Previous studies have shown that CLUE not only provides diagnostic and prognostic data, but also confers the potential of wireless transmission of data (unavailable for traditional  bedside cardiac exams).


To determine the feasibility of utilizing low-cost smartphone based  applications that allow wireless video conferencing to guide novice users in using  CLUE.

Study Conclusion:

A novice with limited training can perform CLUE  using PUD when wirelessly guided by an expert (using FaceTime — explained in the Methods section below). This method can increase the use of PUD and help in emergency settings and medical triage.

Commentary and Implication to mHealth:

CLUE screens for signs associated with potentially life-threatening diagnoses. For example, LV systolic dysfunction detected by CLUE occurs acutely in  myocardial infarctions, septic shock, and acute heart failure.  Based on the results of this study, Facetime technology can be used with PUDs to perform CLUE in emergency settings when cardiologists are not on the scene.

Not only would these signs evaluate acute cardiac processes, but the eCVP for example, can help differentiate between different types of shock.  Using tools that allow healthcare providers to communicate with experts and consult specialists can save valuable time and minimize  morbidity and mortality and lead to better patient outcomes. This was a relatively small study and needs further and larger studies that  investigate using other signs  that can be present in emergency situations.
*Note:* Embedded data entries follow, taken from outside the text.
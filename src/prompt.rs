//! Blocking operator prompts.
//!
//! Prompts are written to stderr and answers read line by line, so stdout
//! stays usable for piped output.

use std::io::{self, BufRead, Stderr, StdinLock, Write};

use colored::Colorize;

use crate::error::{ForgeError, Result};

/// Operator interaction used by commands and the interactive resolver.
pub trait Prompt {
    /// Ask a yes/no question. An empty answer selects `default`.
    fn confirm(&mut self, message: &str, default: bool) -> Result<bool>;

    /// Ask the operator to pick one of `options`, returning its index.
    fn choose(&mut self, message: &str, options: &[String]) -> Result<usize>;
}

impl<P: Prompt + ?Sized> Prompt for &mut P {
    fn confirm(&mut self, message: &str, default: bool) -> Result<bool> {
        (**self).confirm(message, default)
    }

    fn choose(&mut self, message: &str, options: &[String]) -> Result<usize> {
        (**self).choose(message, options)
    }
}

/// Line-oriented prompt over any reader/writer pair.
#[derive(Debug)]
pub struct TerminalPrompt<R, W> {
    input: R,
    output: W,
}

impl TerminalPrompt<StdinLock<'static>, Stderr> {
    /// Prompt on the process stdin/stderr.
    pub fn stdio() -> Self {
        Self::new(io::stdin().lock(), io::stderr())
    }
}

impl<R: BufRead, W: Write> TerminalPrompt<R, W> {
    /// Create a prompt over the given streams.
    pub fn new(input: R, output: W) -> Self {
        Self { input, output }
    }

    /// Consume the prompt and return the output stream.
    pub fn into_output(self) -> W {
        self.output
    }

    fn ask(&mut self, question: &str) -> Result<String> {
        write!(self.output, "{question}").map_err(prompt_io)?;
        self.output.flush().map_err(prompt_io)?;

        let mut answer = String::new();
        let read = self.input.read_line(&mut answer).map_err(prompt_io)?;
        if read == 0 {
            return Err(ForgeError::Prompt {
                message: "input stream closed before an answer was given".to_string(),
            });
        }

        Ok(answer.trim().to_string())
    }
}

impl<R: BufRead, W: Write> Prompt for TerminalPrompt<R, W> {
    fn confirm(&mut self, message: &str, default: bool) -> Result<bool> {
        let hint = if default { "(Y/n)" } else { "(y/N)" };
        let question = format!("{} {} {} ", "?".green().bold(), message.bold(), hint.dimmed());

        loop {
            let answer = self.ask(&question)?;
            match answer.to_lowercase().as_str() {
                "" => return Ok(default),
                "y" | "yes" => return Ok(true),
                "n" | "no" => return Ok(false),
                _ => {
                    writeln!(self.output, "{}", "Please answer y or n.".yellow()).map_err(prompt_io)?;
                }
            }
        }
    }

    fn choose(&mut self, message: &str, options: &[String]) -> Result<usize> {
        if options.is_empty() {
            return Err(ForgeError::Prompt {
                message: "no options to choose from".to_string(),
            });
        }

        writeln!(self.output, "{} {}", "?".green().bold(), message.bold()).map_err(prompt_io)?;
        for (i, option) in options.iter().enumerate() {
            writeln!(self.output, "  {}) {}", (i + 1).to_string().cyan(), option)
                .map_err(prompt_io)?;
        }

        let question = format!("{} ", format!("Select [1-{}]:", options.len()).dimmed());
        loop {
            let answer = self.ask(&question)?;
            match answer.parse::<usize>() {
                Ok(n) if (1..=options.len()).contains(&n) => return Ok(n - 1),
                _ => {
                    writeln!(
                        self.output,
                        "{}",
                        format!("Please enter a number between 1 and {}.", options.len()).yellow()
                    )
                    .map_err(prompt_io)?;
                }
            }
        }
    }
}

fn prompt_io(err: io::Error) -> ForgeError {
    ForgeError::Prompt {
        message: err.to_string(),
    }
}
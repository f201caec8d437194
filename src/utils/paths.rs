//! Path utilities.

use std::path::{Path, PathBuf};

/// File name of the project-level config.
pub const LOCAL_CONFIG_NAME: &str = ".configforgerc.toml";

/// Get the config directory for configforge.
///
/// Returns `~/.config/configforge` on Linux.
pub fn config_dir() -> Option<PathBuf> {
    dirs::config_dir().map(|p| p.join("configforge"))
}

/// Get the global config file path.
///
/// Returns `~/.config/configforge/config.toml`.
pub fn global_config_file() -> Option<PathBuf> {
    config_dir().map(|p| p.join("config.toml"))
}

/// Find the local config file in `dir`, if there is one.
pub fn local_config_file(dir: &Path) -> Option<PathBuf> {
    let config_file = dir.join(LOCAL_CONFIG_NAME);
    config_file.exists().then_some(config_file)
}

/// Render `path` relative to `base` when it lies below it.
pub fn display_relative(path: &Path, base: &Path) -> String {
    path.strip_prefix(base)
        .map(|p| format!("./{}", p.display()))
        .unwrap_or_else(|_| path.display().to_string())
}
//! `configforge merge`.

use std::io::Write;
use std::path::PathBuf;

use anyhow::{Context as _, Result};
use colored::Colorize;
use tracing::debug;

use super::Context;
use crate::cli::MergeArgs;
use crate::dotenv::{
    check_separator, merge_files, render, render_summary, resolver_for, write_output,
    DEFAULT_OUTPUT,
};
use crate::error::ForgeError;
use crate::prompt::Prompt;
use crate::ui;

/// Merge the given files and write the result.
///
/// # Errors
///
/// Returns [`ForgeError::Cancelled`] if the operator declines to overwrite
/// the destination, and propagates parse, resolver and IO errors. Nothing is
/// written unless every input was merged.
pub fn run_merge<P: Prompt, W: Write>(args: &MergeArgs, ctx: &mut Context<P, W>) -> Result<()> {
    let output = args
        .output
        .clone()
        .or_else(|| ctx.config.merge.output.clone())
        .unwrap_or_else(|| PathBuf::from(DEFAULT_OUTPUT));
    let separator = args
        .separator
        .clone()
        .or_else(|| ctx.config.merge.separator.clone());
    let policy = args
        .policy_override()
        .or(ctx.config.merge.on_conflict)
        .unwrap_or_default();

    if let Some(sep) = separator.as_deref() {
        check_separator(sep)?;
    }
    debug!(?output, ?separator, ?policy, "merge settings");

    let names: Vec<String> = args.files.iter().map(|f| f.display().to_string()).collect();
    ctx.say(&format!(
        "{} {}",
        "→ Merging files:".bright_blue(),
        names.join(", ")
    ));

    if output.exists() {
        ctx.say(&ui::warning(&format!(
            "{} exists and will be overwritten!",
            output.display()
        )));
        if !ctx.confirm_overwrite("Continue merging?")? {
            return Err(ForgeError::Cancelled {
                operation: "Merging".to_string(),
            }
            .into());
        }
    }

    let outcome = merge_files(&args.files, resolver_for(policy, &mut ctx.prompt))?;

    let content = render(&outcome.mapping, separator.as_deref());
    write_output(&output, &content)
        .with_context(|| format!("Failed to write merged output to {}", output.display()))?;

    ctx.say(&render_summary(&outcome, &output));
    Ok(())
}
Also, as this has implied use as a screening tool in emergency scenarios, one would hope the technology should achieve higher sensitivity (study’s sensitivity was 0.67).

ultrasound ipod


Three trainees in San Diego, California with less than one-hour device orientation and no previous ultrasound experience performed CLUE using a PUD ( either the Vscan, GE Healthcare, or the P10, Siemens Healthcare) attached to an iPhone 4 or iPod using a mount. The mount  enabled the iPhone/iPod’s front facing VGA camera to be facing the PUD display screen using the Apple’s Facetime — data from subjects’ ultrasound was transmitted to an off-site cardiologist’s iPod. The  off-site cardiologist then assessed the quality of the images and trainee’s image acquiring technique  and provided remote audiovisual guidance and interpretation of CLUE signs to  the trainees.

The accuracy and quality of the PUD transmitted images was then compared to the gold standard echocardiograms performed by a registered sonographer. Values such as diagnostic sensitivity, specificity, accuracy, positive and negative predictive value were  derived by using the standard echocardiogram for reference.

ultrasound iphone


In all 27 subjects, there was successful transmission of Ultrasound images and guidance from offsite physicians. 2/27 transmissions were dropped and re-initiated. Remotely-guided novice image yielded adequate CLUE views with 90% success versus sonographer imaging which achieved 96% success(p <0.05). Compared to the gold-standard echo thresholds, CLUE had a combined sensitivity of 0.67, specificity  of 0.96, and an accuracy of 0.90 .

Article Name: Feasibility of remote real-time guidance of a cardiac examination performed by novices using a pocket-sized ultrasound device.
Authors:  Mai TV, Ahn DT, Phillips CT, Agan DL, Kimura BJ.
Journal Published:  Emerg Med Int.
Date Published:  August 20, 2013
Citation:  Emerg Med Int. 2013;2013:627230. doi: 10.1155/2013/627230. Epub 2013 Aug 20.